Being good at any sport takes a lot of time, practice and dedication. In an average session, you probably spend 95% of the time paddling around and getting hit by waves with only 5% of the time actually riding them. So, achieving quality time “on your feet” is a precious commodity that’s invaluable for improving your rate of progression.

This is why it blows my mind on how often people will write-off a potential surf because the waves are “too small”, the lineup’s “too crowded”, the waves are “a bit bumpy” or it’s “too windy”.

Granted, surfing is more fun when the waves are perfect. Everyone knows when you have glassy, peeling waves it’s easier to improve and surf well. That’s why we all crave great conditions and perfect waves. But if you wait around to surf only “perfect” conditions, you might spend weeks or months out of the water wasting precious practice time. So, although the surf might not be perfect, there’s always something you can learn from every session. What’s important is time spent in the water, practicing your sport.

So next time you think it’s “too small”, go grab a longboard or a big soft board and get out there and have some fun! Work on your wave count, experimenting with cross-stepping and foot movement, and staying in the pocket on slower waves. You’ll soon be laughing as you play around in the surf and getting precious “on your feet” time which will always serve you well in the future when the surf is better.

If the waves are “too crowded”, paddle out and get amongst it anyway! Make sure you’re confident with surf etiquette and see if you can position yourself for a good wave while you’re in the middle of the pack. Yes, a crowded line-up can be a bit frustrating, but it’s a necessary skill. Some of the best waves in the world are crowded (Uluwatu, Sunset, Pipeline etc) so if you want to surf a life-changing wave in one of these famous spots you need to be able to hustle.

When it’s a “bit bumpy”, get in there and practice picking the best waves from a confused line up and hone your wave reading skills. When the waves are really bad, it’s a great opportunnity to experiment with new moves because you won’t be wasting amazing waves if you fall off.

When it’s “too windy” and howling offshore you can practice your late take-offs, work on your rail surfing and keeping low to the board. And you never know, strong offshore conditions might throw out a little barrel or two! When the wind is onshore, the wave face is so varied that you will encounter many different sections where you can perform several manoeuvres on one wave. Most high performance aerial surfing is performed in onshore or cross shore surf and these waves, although not pretty, offer so much scope for improving your surfing. You’ll improve your wave reading skills, reflexes, and, if nothing else, the surf will build up your paddle muscles! However, occasionally (although it’s rare) it can be so windy that it’s dangerous to surf. So, then (and only then) it’s OK to pull the pin and come back later.

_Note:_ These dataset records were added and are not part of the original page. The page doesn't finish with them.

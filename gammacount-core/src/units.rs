//! Activity and population units.

use std::convert::Infallible;
use std::fmt;
use std::str::FromStr;

#[cfg(feature = "serde")]
use serde::{Deserialize, Serialize};

/// Becquerels in one curie.
pub const CURIE_IN_BECQUEREL: f64 = 3.7e10;

/// Unit of an initial activity or population handed to the decay model.
///
/// Parsing never fails: strings that are not one of the known spellings
/// become [`ActivityUnit::Unrecognized`], which the decay model treats as
/// already being in Bq-equivalent atoms and flags with a warning.
#[derive(Debug, Clone, PartialEq, Eq, Hash, Default)]
#[cfg_attr(feature = "serde", derive(Serialize, Deserialize))]
#[cfg_attr(feature = "serde", serde(from = "String", into = "String"))]
pub enum ActivityUnit {
    /// Microcuries.
    MicroCurie,
    /// Curies.
    Curie,
    /// Becquerels (decays per second).
    #[default]
    Becquerel,
    /// Number of atoms rather than an activity.
    Atoms,
    /// Anything else; kept verbatim for diagnostics.
    Unrecognized(String),
}

impl ActivityUnit {
    /// Parses a unit string. Accepts `uCi`/`µCi`, `Ci`, `Bq` and `atoms`.
    #[must_use]
    pub fn parse(s: &str) -> Self {
        match s.trim() {
            "uCi" | "µCi" | "microcurie" => Self::MicroCurie,
            "Ci" | "curie" => Self::Curie,
            "Bq" | "bq" | "becquerel" => Self::Becquerel,
            "atoms" => Self::Atoms,
            other => Self::Unrecognized(other.to_string()),
        }
    }

    /// Multiplier taking a quantity in this unit to Bq (or atoms).
    #[must_use]
    pub fn to_base_factor(&self) -> f64 {
        match self {
            Self::MicroCurie => 1e-6 * CURIE_IN_BECQUEREL,
            Self::Curie => CURIE_IN_BECQUEREL,
            Self::Becquerel | Self::Atoms | Self::Unrecognized(_) => 1.0,
        }
    }

    /// True for the four known units.
    #[must_use]
    pub fn is_recognized(&self) -> bool {
        !matches!(self, Self::Unrecognized(_))
    }

    /// True when the quantity is a number of atoms rather than an activity.
    #[must_use]
    pub fn is_atoms(&self) -> bool {
        matches!(self, Self::Atoms)
    }

    /// Warns through the log facade when the unit is not recognised.
    pub(crate) fn warn_if_unrecognized(&self) {
        if let Self::Unrecognized(raw) = self {
            log::warn!(
                "unknown activity units '{raw}'; valid units are 'uCi', 'Ci', 'Bq' or 'atoms'. \
                 Treating the quantity as Bq-equivalent atoms"
            );
        }
    }
}

impl FromStr for ActivityUnit {
    type Err = Infallible;

    fn from_str(s: &str) -> Result<Self, Self::Err> {
        Ok(Self::parse(s))
    }
}

impl From<String> for ActivityUnit {
    fn from(value: String) -> Self {
        Self::parse(&value)
    }
}

impl From<ActivityUnit> for String {
    fn from(value: ActivityUnit) -> Self {
        value.to_string()
    }
}

impl fmt::Display for ActivityUnit {
    fn fmt(&self, f: &mut fmt::Formatter<'_>) -> fmt::Result {
        match self {
            Self::MicroCurie => f.write_str("uCi"),
            Self::Curie => f.write_str("Ci"),
            Self::Becquerel => f.write_str("Bq"),
            Self::Atoms => f.write_str("atoms"),
            Self::Unrecognized(raw) => f.write_str(raw),
        }
    }
}
//! Threshold peak detection on a counts vector.
#![allow(clippy::must_use_candidate, clippy::float_cmp)]

/// Indices of local maxima above a threshold.
///
/// `threshold` is relative to the data range: a point must exceed
/// `min + threshold·(max − min)`. A flat top counts as one peak at its
/// first point. Peaks within `min_distance` of a higher one are dropped.
/// The result is sorted by index.
pub fn find_peaks(y: &[f64], threshold: f64, min_distance: usize) -> Vec<usize> {
    if y.len() < 3 {
        return Vec::new();
    }
    let min = y.iter().copied().fold(f64::INFINITY, f64::min);
    let max = y.iter().copied().fold(f64::NEG_INFINITY, f64::max);
    let level = min + threshold * (max - min);

    let slopes = plateau_resolved_slopes(y);
    if slopes.iter().all(|&s| s == 0.0) {
        return Vec::new();
    }

    let mut peaks: Vec<usize> = (1..y.len() - 1)
        .filter(|&i| slopes[i - 1] > 0.0 && slopes[i] < 0.0 && y[i] > level)
        .collect();

    if peaks.len() > 1 && min_distance > 1 {
        peaks.sort_by(|&a, &b| y[b].total_cmp(&y[a]).then(a.cmp(&b)));
        let mut suppressed = vec![false; y.len()];
        let mut kept = Vec::with_capacity(peaks.len());
        for peak in peaks {
            if suppressed[peak] {
                continue;
            }
            kept.push(peak);
            let lo = peak.saturating_sub(min_distance);
            let hi = (peak + min_distance).min(y.len() - 1);
            suppressed[lo..=hi].fill(true);
        }
        kept.sort_unstable();
        return kept;
    }
    peaks
}

/// First differences with zero slopes replaced by the nearest non-zero slope
/// to the right (or, failing that, to the left), so that a plateau reads as
/// a single rise or fall.
fn plateau_resolved_slopes(y: &[f64]) -> Vec<f64> {
    let mut slopes: Vec<f64> = y.windows(2).map(|w| w[1] - w[0]).collect();
    let mut next_nonzero = 0.0;
    for s in slopes.iter_mut().rev() {
        if *s == 0.0 {
            *s = next_nonzero;
        } else {
            next_nonzero = *s;
        }
    }
    let mut previous_nonzero = 0.0;
    for s in &mut slopes {
        if *s == 0.0 {
            *s = previous_nonzero;
        } else {
            previous_nonzero = *s;
        }
    }
    slopes
}
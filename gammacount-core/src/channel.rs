//! Reaction channels: countable gamma lines of activated samples.

use crate::error::{Error, Result};

#[cfg(feature = "serde")]
use serde::{Deserialize, Serialize};

/// One countable gamma line of one sample.
///
/// Channels sharing a `foil_group` sit on the detector together and are
/// counted simultaneously.
#[derive(Debug, Clone, PartialEq)]
#[cfg_attr(feature = "serde", derive(Serialize, Deserialize))]
pub struct ReactionChannel {
    /// Label for reports, e.g. `"Al27(n,a)Na24"`.
    #[cfg_attr(feature = "serde", serde(default))]
    pub name: String,
    /// Identifier shared by channels counted together.
    pub foil_group: String,
    /// Gamma energy in keV.
    pub gamma_energy: f64,
    /// Half-life in seconds.
    pub half_life: f64,
    /// Activity at the start of counting.
    pub init_activity: f64,
    /// One-sigma uncertainty of `init_activity`.
    #[cfg_attr(feature = "serde", serde(default))]
    pub activity_uncertainty: f64,
    /// Foil radius in cm.
    #[cfg_attr(feature = "serde", serde(default))]
    pub foil_radius: f64,
    /// Source-detector distance in cm; also selects the efficiency curve.
    #[cfg_attr(feature = "serde", serde(default = "default_distance"))]
    pub detector_distance: f64,
    /// Target relative counting uncertainty, e.g. 0.01 for 1%.
    #[cfg_attr(feature = "serde", serde(default = "default_rel_stat"))]
    pub rel_stat_target: f64,
}

#[cfg(feature = "serde")]
fn default_distance() -> f64 {
    ReactionChannel::DEFAULT_DISTANCE
}

#[cfg(feature = "serde")]
fn default_rel_stat() -> f64 {
    ReactionChannel::DEFAULT_REL_STAT
}

impl ReactionChannel {
    /// Default counting distance (cm).
    pub const DEFAULT_DISTANCE: f64 = 100.0;
    /// Default relative statistics target.
    pub const DEFAULT_REL_STAT: f64 = 0.01;

    /// Creates a point-like channel at the default distance with a 1% target.
    pub fn new(
        foil_group: impl Into<String>,
        gamma_energy: f64,
        half_life: f64,
        init_activity: f64,
    ) -> Self {
        let foil_group = foil_group.into();
        Self {
            name: foil_group.clone(),
            foil_group,
            gamma_energy,
            half_life,
            init_activity,
            activity_uncertainty: 0.0,
            foil_radius: 0.0,
            detector_distance: Self::DEFAULT_DISTANCE,
            rel_stat_target: Self::DEFAULT_REL_STAT,
        }
    }

    /// Sets the label.
    #[must_use]
    pub fn with_name(mut self, name: impl Into<String>) -> Self {
        self.name = name.into();
        self
    }

    /// Sets the activity uncertainty.
    #[must_use]
    pub fn with_uncertainty(mut self, sigma: f64) -> Self {
        self.activity_uncertainty = sigma;
        self
    }

    /// Sets the foil radius.
    #[must_use]
    pub fn with_foil_radius(mut self, radius: f64) -> Self {
        self.foil_radius = radius;
        self
    }

    /// Sets the counting distance.
    #[must_use]
    pub fn with_distance(mut self, distance: f64) -> Self {
        self.detector_distance = distance;
        self
    }

    /// Sets the relative statistics target.
    #[must_use]
    pub fn with_rel_stat(mut self, target: f64) -> Self {
        self.rel_stat_target = target;
        self
    }

    /// Checks the physical invariants of the channel.
    ///
    /// # Errors
    /// Returns `InvalidParameter` naming the first violated field.
    pub fn validate(&self) -> Result<()> {
        Error::ensure(
            self.half_life.is_finite() && self.half_life > 0.0,
            "half_life",
            format!("{}: must be greater than zero", self.name),
        )?;
        Error::ensure(
            self.gamma_energy.is_finite() && self.gamma_energy > 0.0,
            "gamma_energy",
            format!("{}: must be greater than zero", self.name),
        )?;
        Error::ensure(
            self.init_activity.is_finite() && self.init_activity >= 0.0,
            "init_activity",
            format!("{}: must be non-negative", self.name),
        )?;
        Error::ensure(
            self.activity_uncertainty.is_finite() && self.activity_uncertainty >= 0.0,
            "activity_uncertainty",
            format!("{}: must be non-negative", self.name),
        )?;
        Error::ensure(
            self.foil_radius.is_finite() && self.foil_radius >= 0.0,
            "foil_radius",
            format!("{}: must be non-negative", self.name),
        )?;
        Error::ensure(
            self.rel_stat_target > 0.0 && self.rel_stat_target <= 1.0,
            "rel_stat_target",
            format!("{}: must lie in (0, 1]", self.name),
        )
    }
}
//! Count time for a single gamma line under decay and background.
//!
//! The foreground time needed for a relative precision σ on the net rate
//! follows Knoll (3rd ed., ch. 3) for the optimal split between foreground
//! and background counting. Because the source decays while it is counted,
//! the rate in that relation is the mean observed rate over the count, which
//! itself depends on the count time; the two are solved by fixed-point
//! iteration starting from a one second count.
#![allow(clippy::must_use_candidate, clippy::missing_errors_doc)]

use gammacount_core::{
    decay_constant, ActivityUnit, Diagnostic, DiagnosticKind, Diagnostics, Error, Result,
    INFEASIBLE_TIME,
};

#[cfg(feature = "serde")]
use serde::{Deserialize, Serialize};

/// Iteration controls and dead-time advisory settings.
#[derive(Clone, Debug, PartialEq)]
#[cfg_attr(feature = "serde", derive(Serialize, Deserialize))]
pub struct CountTimeConfig {
    /// Stop once successive count times differ by less than this (s).
    pub precision: f64,
    /// Give up after this many fixed-point steps.
    pub max_iterations: usize,
    /// Non-paralyzable dead time per recorded count (s).
    pub dead_time_per_count: f64,
    /// Dead fraction above which a warning is raised.
    pub dead_time_warn_fraction: f64,
}

impl Default for CountTimeConfig {
    fn default() -> Self {
        Self {
            precision: 1.0,
            max_iterations: 10_000,
            dead_time_per_count: 1e-5,
            dead_time_warn_fraction: 0.05,
        }
    }
}

impl CountTimeConfig {
    #[must_use]
    pub fn with_precision(mut self, precision: f64) -> Self {
        self.precision = precision;
        self
    }

    #[must_use]
    pub fn with_max_iterations(mut self, max_iterations: usize) -> Self {
        self.max_iterations = max_iterations;
        self
    }

    #[must_use]
    pub fn with_dead_time(mut self, per_count: f64, warn_fraction: f64) -> Self {
        self.dead_time_per_count = per_count;
        self.dead_time_warn_fraction = warn_fraction;
        self
    }

    fn validate(&self) -> Result<()> {
        Error::ensure(
            self.precision.is_finite() && self.precision > 0.0,
            "precision",
            "must be greater than zero",
        )?;
        Error::ensure(
            self.max_iterations > 0,
            "max_iterations",
            "must be at least 1",
        )?;
        Error::ensure(
            self.dead_time_per_count.is_finite() && self.dead_time_per_count >= 0.0,
            "dead_time_per_count",
            "must be non-negative",
        )
    }
}

/// One count-time problem.
#[derive(Clone, Debug, PartialEq)]
#[cfg_attr(feature = "serde", derive(Serialize, Deserialize))]
pub struct CountTimeRequest {
    /// Target relative uncertainty of the net rate, in (0, 1].
    pub sigma: f64,
    /// Half-life in seconds.
    pub half_life: f64,
    /// Activity (or atoms) at the start of the count, in `units`.
    pub initial: f64,
    /// Absolute full-energy-peak efficiency, in (0, 1].
    pub efficiency: f64,
    /// Background rate under the peak (cps).
    pub background: f64,
    /// Unit of `initial`.
    pub units: ActivityUnit,
    /// Subject attached to diagnostics.
    pub label: Option<String>,
}

impl CountTimeRequest {
    /// Default background rate under the peak (cps).
    pub const DEFAULT_BACKGROUND: f64 = 0.001;

    /// Creates a request with the default background and Bq units.
    pub fn new(sigma: f64, half_life: f64, initial: f64, efficiency: f64) -> Self {
        Self {
            sigma,
            half_life,
            initial,
            efficiency,
            background: Self::DEFAULT_BACKGROUND,
            units: ActivityUnit::Becquerel,
            label: None,
        }
    }

    #[must_use]
    pub fn with_background(mut self, background: f64) -> Self {
        self.background = background;
        self
    }

    #[must_use]
    pub fn with_units(mut self, units: ActivityUnit) -> Self {
        self.units = units;
        self
    }

    #[must_use]
    pub fn with_label(mut self, label: impl Into<String>) -> Self {
        self.label = Some(label.into());
        self
    }

    fn validate(&self) -> Result<()> {
        Error::ensure(
            self.sigma > 0.0 && self.sigma <= 1.0,
            "sigma",
            format!("must lie in (0, 1], got {}", self.sigma),
        )?;
        Error::ensure(
            self.half_life.is_finite() && self.half_life > 0.0,
            "half_life",
            format!("must be greater than zero, got {}", self.half_life),
        )?;
        Error::ensure(
            self.initial.is_finite() && self.initial >= 0.0,
            "initial",
            format!("must be non-negative, got {}", self.initial),
        )?;
        Error::ensure(
            self.efficiency > 0.0 && self.efficiency <= 1.0,
            "efficiency",
            format!("must lie in (0, 1], got {}", self.efficiency),
        )?;
        Error::ensure(
            self.background.is_finite() && self.background >= 0.0,
            "background",
            format!("must be non-negative, got {}", self.background),
        )
    }

    fn diagnostic(&self, diagnostic: Diagnostic) -> Diagnostic {
        match &self.label {
            Some(label) => diagnostic.with_subject(label.clone()),
            None => diagnostic,
        }
    }
}

/// Result of a count-time solve.
#[derive(Clone, Debug, PartialEq)]
#[cfg_attr(feature = "serde", derive(Serialize, Deserialize))]
pub struct CountTimeSolution {
    /// Foreground (sample) count time in seconds.
    pub live_time: f64,
    /// Matching background count time in seconds.
    pub background_time: f64,
    /// Mean observed rate over the foreground count (cps).
    pub mean_rate: f64,
    /// Fixed-point steps taken.
    pub iterations: usize,
    /// False when the sentinel time was returned.
    pub feasible: bool,
    /// Advisories raised while solving.
    pub diagnostics: Diagnostics,
}

/// Fixed-point count-time solver.
#[derive(Clone, Debug, Default)]
pub struct CountTimeSolver {
    config: CountTimeConfig,
}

Think about how many amazing surfers are from areas with below par waves – the Hobgood Brothers, Cory Lopez, Kelly Slater, Layne Beachly. Even 2012 ASP world champions Joel Parkinson and Stephanie Gilmore grew up surfing in Queensland, which on occasion can be epic, but more often than not is home to small, weak and windy little beach-breaks. These surfers are as good as they are because they practiced often – even when it was small, crowded, bumpy and windy!

I can assure you, you’ll always feel better if you go for a quick surf than if you drive away from the beach with dry hair.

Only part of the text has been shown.